Fellow: After being called into the exam room, you may be seen by a fellow, a full-fledged physician in the process of specializing in a particular field of oncology, if you’re being treated at an academic medical center (teaching hospital).The fellow will do a physical exam and review your case with your physician.
Oncology nurses: Oncology nurses specialize in caring for cancer patients in several different settings, including inpatient and outpatient care. Nurses also may administer chemotherapy in the infusion room and assist the doctor during appointments. They may be a registered nurse (RN) or an Oncology Certified Nurse (OCN) or have received special training to become an Advanced Oncology Certified Nurse (AOCN) or an Advanced Oncology Certified Clinical Nurse Specialist (AOCNS). In some states, nurses can become Nurse Practitioners (NP), who may assist you instead of your physician. If you don’t know your oncology nurse’s role, ask about his or her specialization and the meaning of the letters after his or her name.

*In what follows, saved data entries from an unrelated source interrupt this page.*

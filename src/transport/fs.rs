use std::fs;
use std::io::{self, BufRead, BufReader};
use std::path::{Path, PathBuf};

use serde::de::DeserializeOwned;
use serde_json::Value;
use walkdir::WalkDir;

use crate::errors::AgreementError;

/// Filesystem root holding one signal source's input files.
pub struct InputRoot {
    root: PathBuf,
    follow_links: bool,
    max_depth: usize,
}

impl InputRoot {
    /// Create a root at `root`, scanning two directory levels by default.
    pub fn new(root: impl Into<PathBuf>) -> Self {
        Self {
            root: root.into(),
            follow_links: false,
            max_depth: 2,
        }
    }

    /// Configure symlink traversal.
    pub fn with_follow_symlinks(mut self, follow_links: bool) -> Self {
        self.follow_links = follow_links;
        self
    }

    /// Configure how many directory levels `discover` descends.
    pub fn with_max_depth(mut self, max_depth: usize) -> Self {
        self.max_depth = max_depth;
        self
    }

    pub fn path(&self) -> &Path {
        &self.root
    }

    pub fn exists(&self) -> bool {
        self.root.is_dir()
    }

    /// Path of `relative` under this root.
    pub fn join(&self, relative: impl AsRef<Path>) -> PathBuf {
        self.root.join(relative)
    }

    /// Files under the root whose name ends with `suffix`, sorted by path.
    ///
    /// Unreadable entries are skipped; a missing root yields no files.
    pub fn discover(&self, suffix: &str) -> Vec<PathBuf> {
        let mut walker = WalkDir::new(&self.root).max_depth(self.max_depth);
        if self.follow_links {
            walker = walker.follow_links(true);
        }
        let mut found: Vec<PathBuf> = walker
            .into_iter()
            .filter_map(Result::ok)
            .filter(|entry| entry.file_type().is_file())
            .filter(|entry| {
                entry
                    .file_name()
                    .to_str()
                    .is_some_and(|name| name.ends_with(suffix))
            })
            .map(|entry| entry.path().to_path_buf())
            .collect();
        found.sort();
        found
    }
}

/// Finite numeric values of one field across a JSONL file.
#[derive(Clone, Debug, Default, PartialEq)]
pub struct FieldSamples {
    /// Finite values in file order.
    pub values: Vec<f64>,
    /// Non-blank lines that were not valid JSON.
    pub malformed_lines: usize,
    /// Valid lines where the field was missing, non-numeric, or non-finite.
    pub skipped_values: usize,
}

impl FieldSamples {
    /// Arithmetic mean of `values`, or `None` when there are none.
    pub fn mean(&self) -> Option<f64> {
        if self.values.is_empty() {
            return None;
        }
        Some(self.values.iter().sum::<f64>() / self.values.len() as f64)
    }
}

/// Read `field` from every line of a JSONL file.
///
/// Returns `Ok(None)` when the file does not exist.
pub fn read_jsonl_field(path: &Path, field: &str) -> Result<Option<FieldSamples>, AgreementError> {
    let file = match fs::File::open(path) {
        Ok(file) => file,
        Err(err) if err.kind() == io::ErrorKind::NotFound => return Ok(None),
        Err(err) => return Err(err.into()),
    };
    let mut samples = FieldSamples::default();
    for line in BufReader::new(file).lines() {
        let line = line?;
        let trimmed = line.trim();
        if trimmed.is_empty() {
            continue;
        }
        let Ok(value) = serde_json::from_str::<Value>(trimmed) else {
            samples.malformed_lines += 1;
            continue;
        };
        match value.get(field).and_then(Value::as_f64) {
            Some(number) if number.is_finite() => samples.values.push(number),
            _ => samples.skipped_values += 1,
        }
    }
    Ok(Some(samples))
}

/// Read and deserialize a whole JSON file.
///
/// Returns `Ok(None)` when the file does not exist. Parse failures are
/// reported against `source_id`.
pub fn read_json<T: DeserializeOwned>(
    path: &Path,
    source_id: &str,
) -> Result<Option<T>, AgreementError> {
    let raw = match fs::read_to_string(path) {
        Ok(raw) => raw,
        Err(err) if err.kind() == io::ErrorKind::NotFound => return Ok(None),
        Err(err) => return Err(err.into()),
    };
    serde_json::from_str(&raw)
        .map(Some)
        .map_err(|err| AgreementError::SourceInconsistent {
            source_id: source_id.to_string(),
            details: format!("{}: {err}", path.display()),
        })
}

Patient Navigator: A patient navigator is typically a registered nurse, social worker or trained community member (sometimes a cancer survivor), who can help patients “navigate” the healthcare system, appointments and financial issues. Patient navigators won’t tell patients what to do but will suggest questions to ask their doctor and help them establish priorities. Being prepared can decrease stress and anxiety.
Social worker: If it’s determined that you may need social or financial support, a social worker may be summoned to determine what options might be available to you, such as a visiting nurse or enrolling in Medicaid or Medicare. The social worker can also meet with you for counseling or refer you to a psychologist or psychiatrist, a medical doctor who can prescribe psychiatric medication, if necessary.

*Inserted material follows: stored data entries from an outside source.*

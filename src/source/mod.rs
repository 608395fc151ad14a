//! Signal source interfaces.
//!
//! A `SignalSource` turns one source's on-disk outputs into per-dataset score
//! maps. Sources own their missing-data semantics: the likelihood source keeps
//! a label with an undefined score, while the preference source treats an
//! unseen label as a zero rate. `matrix::ScoreMatrix` drives a source across
//! the whole vocabulary.

use std::path::PathBuf;

use crate::data::ScoreMap;
use crate::vocabulary::Vocabulary;

/// Source implementation modules.
pub mod sources;

pub use sources::likelihood::{LikelihoodSource, LikelihoodSourceConfig};
pub use sources::preference::{PreferenceSource, PreferenceSourceConfig};

/// One independent way of scoring candidate labels per dataset.
///
/// Implementations must not fail a run for per-dataset problems: unreadable
/// or missing inputs degrade to `None` (whole dataset) or undefined entries.
pub trait SignalSource {
    /// Stable identifier used in logs and reports.
    fn id(&self) -> &str;

    /// Score map for `dataset`, or `None` when the source has no data for it.
    fn dataset_scores(&self, dataset: &str, vocabulary: &Vocabulary) -> Option<ScoreMap>;

    /// Input files this source found but cannot attribute to the vocabulary.
    ///
    /// Used for inventory logging only.
    fn unrecognized_inputs(&self, _vocabulary: &Vocabulary) -> Vec<PathBuf> {
        Vec::new()
    }
}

Oncology clinical pharmacist: Before chemotherapy, an oncology clinical pharmacist, who specializes in providing pharmaceutical services to improve outcomes in oncology patients, might dispense medication to reduce the risk of nausea, pain and other side effects.
Depending on the type of cancer and other medical conditions you may have, your healthcare team may also include an internist and other specialists within the hospital or treatment facility, including a registered dietitian, who helps manage the nutritional aspects of cancer; bone marrow transplant specialists; pain management specialists (also called palliative care specialists); and pulmonologists—physicians specializing in lung conditions. You may also be referred to rehabilitation or to a support group.
At medical appointments, record the names and telephone numbers of key members of your healthcare team, such as your doctor, the physician's assistant and nurse. Find out who is the main coordinating physician that is organizing the overall care plan. Always ask as many questions as you need to, to understand what's happening to you, including: "Should I call you if I develop this symptom?"
If it's not clear who you should call if there's an issue, verify it before leaving your appointments, so you always feel you have a lifeline to your medical team."We want patients to be well-informed about their disease and in agreement with the treatment plan that's determined," says Joanne Taylor, RN, a clinical nurse specialist at Memorial Sloan-Kettering Cancer Center in New York City. Moreover, a treatment plan is no good if you don't follow it. Expected side effects are less scary if you know they're a possibility, so make sure it's part of the discussion.
Despite the multitude of medical professionals you'll likely encounter, keep in mind that you are the most important part of your healthcare team. "The reality is that you're your own best advocate because no one is paying as much attention to your own medical care as you are," Hertzog says.